California sets one-day record increase in coronavirus deaths

A drive-in COVID-19 testing center is shown empty and abandoned
A drive-in COVID-19 testing center is shown empty and abandoned as Los Angeles reports spike in positive cases

(Reuters) – California on Tuesday set another grim record in coronavirus deaths, increasing by 171, the largest one-day rise since the pandemic began, according to a Reuters tally of county data.

With over 473,000 total confirmed cases, California is the worst-hit state in the country and added 10,000 new cases on Tuesday.

New York still has the most confirmed deaths of any state with more than 32,300, while California comes in third place with over 8,700 deaths after New Jersey.

Florida also reported a one-day record increase in deaths on Tuesday along with Arkansas, Montana and Oregon.
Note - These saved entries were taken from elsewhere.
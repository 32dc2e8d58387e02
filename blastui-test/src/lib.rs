//! Test utilities for the BlastUI workspace
//!
//! Common helpers shared by the unit and integration tests of every BlastUI
//! crate:
//!
//! - **Test Environment**: an isolated BlastUI directory tree with automatic
//!   cleanup
//! - **Fixtures**: FASTA inputs and tabular BLAST payloads with known values
//! - **Mock executables**: shell scripts standing in for `blastn`,
//!   `makeblastdb` and friends (unix only)

pub mod environment;
pub mod fixtures;
#[cfg(unix)]
pub mod mock;

// Re-export commonly used items
pub use environment::{TestConfig, TestEnvironment};
pub use fixtures::{create_test_fasta, TestSequence};
#[cfg(unix)]
pub use mock::{FakeBlast, FakeMakeblastdb};

// Re-export test dependencies for convenience
pub use anyhow::{Context, Result};
pub use tempfile;

/// Initialize test logging (call once per test module)
pub fn init_test_logging() {
    let _ = tracing_subscriber::fmt()
        .with_env_filter(
            tracing_subscriber::EnvFilter::try_from_env("BLASTUI_LOG")
                .unwrap_or_else(|_| tracing_subscriber::EnvFilter::new("debug")),
        )
        .with_test_writer()
        .try_init();
}

/// Run a test with a clean environment
///
/// # Example
/// ```rust
/// use blastui_test::with_test_env;
///
/// with_test_env(|env| {
///     env.write_file("query.fasta", b">q1\nACGT\n")?;
///     assert!(env.root().join("query.fasta").exists());
///     Ok(())
/// })
/// .unwrap();
/// ```
pub fn with_test_env<F, R>(f: F) -> Result<R>
where
    F: FnOnce(&TestEnvironment) -> Result<R>,
{
    let env = TestEnvironment::new()?;
    f(&env)
}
On Monday, nearly 200 federal healthcare workers were deployed to California’s Central Valley, where hospitals are overwhelmed, according to Governor Gavin Newsom. Many of the COVID-19 patients are working-class Latinos.

This latest increase underscores the challenge facing the nation as it struggles to contain the virus through social distancing measures and mask mandates even as the public health measures continue to divide some Americans.

Over the last week, California, the most populous state, has witnessed about 9,000 new cases on average. If California were a country, it would rank fifth in the world for total COVID-19 cases behind only the United States, Brazil, India and Russia.

California was one of the first states to order a shutdown at the beginning of the pandemic in March. But as infections continued to surge throughout the South and West, Newsom rolled back some of his reopening plans for the state, announcing the closure of some indoor venues that attract crowds such as bars, restaurants, movie theaters, zoos and museums.

The closures come as parents, teachers and states debate how to reopen schools safely. Los Angeles County and San Diego announced schools will conduct fall semester classes entirely online.

Nearly 150,000 Americans have died of COVID-19, the highest death toll in the world.